A study by the with the U.S. Geological Survey, is tracking the movements of both Walleye, and Whitefish around Green Bay, November 13, 2017. (WLUK) 

DE PERE (WLUK) --Dozens of fish were pulled from the Fox River Monday.

"We have a series of large scale tracking projects going on around Green Bay," said Dan Isermann, with the U.S. Geological Survey.

Researchers, like Isermann, say they hope to learn more about whitefish and walleye.

He says transmitters will send back information on each fish’s location, "If a fish swims by one of those, it records the signal, time stamps it, we know when the fish was there."

The goal is to monitor their movements during spawning season.

"We're trying to gain information that we never had before on where all these fish stocks are, how they move around and interact," explained Tom Meronek, with the Department of Natural Resources.
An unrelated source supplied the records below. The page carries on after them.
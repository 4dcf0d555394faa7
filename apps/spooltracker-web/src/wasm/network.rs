use super::*;

    const JSON_CONTENT_TYPE: &str = "application/json; charset=UTF-8";

    /// `POST`/`GET` against `<api_base_url>plugin/<plugin_id>`, relying on the
    /// host page's session cookie for auth.
    pub(super) struct HttpCommandTransport {
        endpoint: String,
        timeout_ms: Option<u32>,
    }

    impl HttpCommandTransport {
        pub(super) fn new(endpoint: String, timeout_ms: Option<u32>) -> Self {
            Self {
                endpoint,
                timeout_ms,
            }
        }
    }

    #[async_trait(?Send)]
    impl CommandTransport for HttpCommandTransport {
        async fn send_command(
            &self,
            request: &CommandRequest,
        ) -> Result<CommandResponse, CommandError> {
            let body = serde_json::to_string(request).map_err(|error| CommandError::Decode {
                message: format!("failed to serialize request body: {error}"),
            })?;
            tracing::debug!(command = request.name(), endpoint = %self.endpoint, "sending plugin command");
            let request = Request::post(&self.endpoint)
                .header("content-type", JSON_CONTENT_TYPE)
                .body(body)
                .map_err(|error| CommandError::Transport {
                    message: format!("failed to build request body: {error}"),
                })?;

            with_timeout(self.timeout_ms, async move {
                let response = request.send().await.map_err(map_network_error)?;
                decode_json_response(response).await
            })
            .await
        }

        async fn fetch_snapshot(&self) -> Result<Snapshot, CommandError> {
            let request = Request::get(&self.endpoint);
            with_timeout(self.timeout_ms, async move {
                let response = request.send().await.map_err(map_network_error)?;
                decode_json_response(response).await
            })
            .await
        }
    }

    pub(super) async fn decode_json_response<T: for<'de> serde::Deserialize<'de>>(
        response: gloo_net::http::Response,
    ) -> Result<T, CommandError> {
        let status = response.status();
        let raw = response.text().await.map_err(|error| CommandError::Transport {
            message: error.to_string(),
        })?;
        decode_response_body(status, &raw)
    }

    fn map_network_error(error: gloo_net::Error) -> CommandError {
        CommandError::Transport {
            message: error.to_string(),
        }
    }

    async fn with_timeout<T>(
        timeout_ms: Option<u32>,
        operation: impl Future<Output = Result<T, CommandError>>,
    ) -> Result<T, CommandError> {
        let Some(timeout_ms) = timeout_ms else {
            return operation.await;
        };

        let operation = operation.fuse();
        let timeout = sleep(Duration::from_millis(u64::from(timeout_ms))).fuse();
        pin_mut!(operation, timeout);
        select! {
            result = operation => result,
            () = timeout => Err(CommandError::Timeout {
                after_ms: u64::from(timeout_ms),
            }),
        }
    }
As part of the survey, they're asking anglers who catch a fish with an orange tag, to call the number on the tag.

"It has our phone number on it and indicates a $100 reward. The reason we're doing that, these transmitters last for three years, so if we can get the fish back, we can reuse the transmitter," said Isermann.

He says both the project and the reward money are being funded by grants and donations, "Primary funding came from the U.S. Fish and Wildlife, It's the Great Lakes Fish and Wildlife Restoration Act."

Researchers hope to tag a total of 300 walleyes and 400 whitefish.

But Meronek explained, the results will take some time, "We'll get results in after the first year, it will take a couple years to really build up."

The tagging locations include: the Fox and Menominee Rivers, North Moonlight Bay in Baileys Harbor and Big Bay de Noc in Michigan.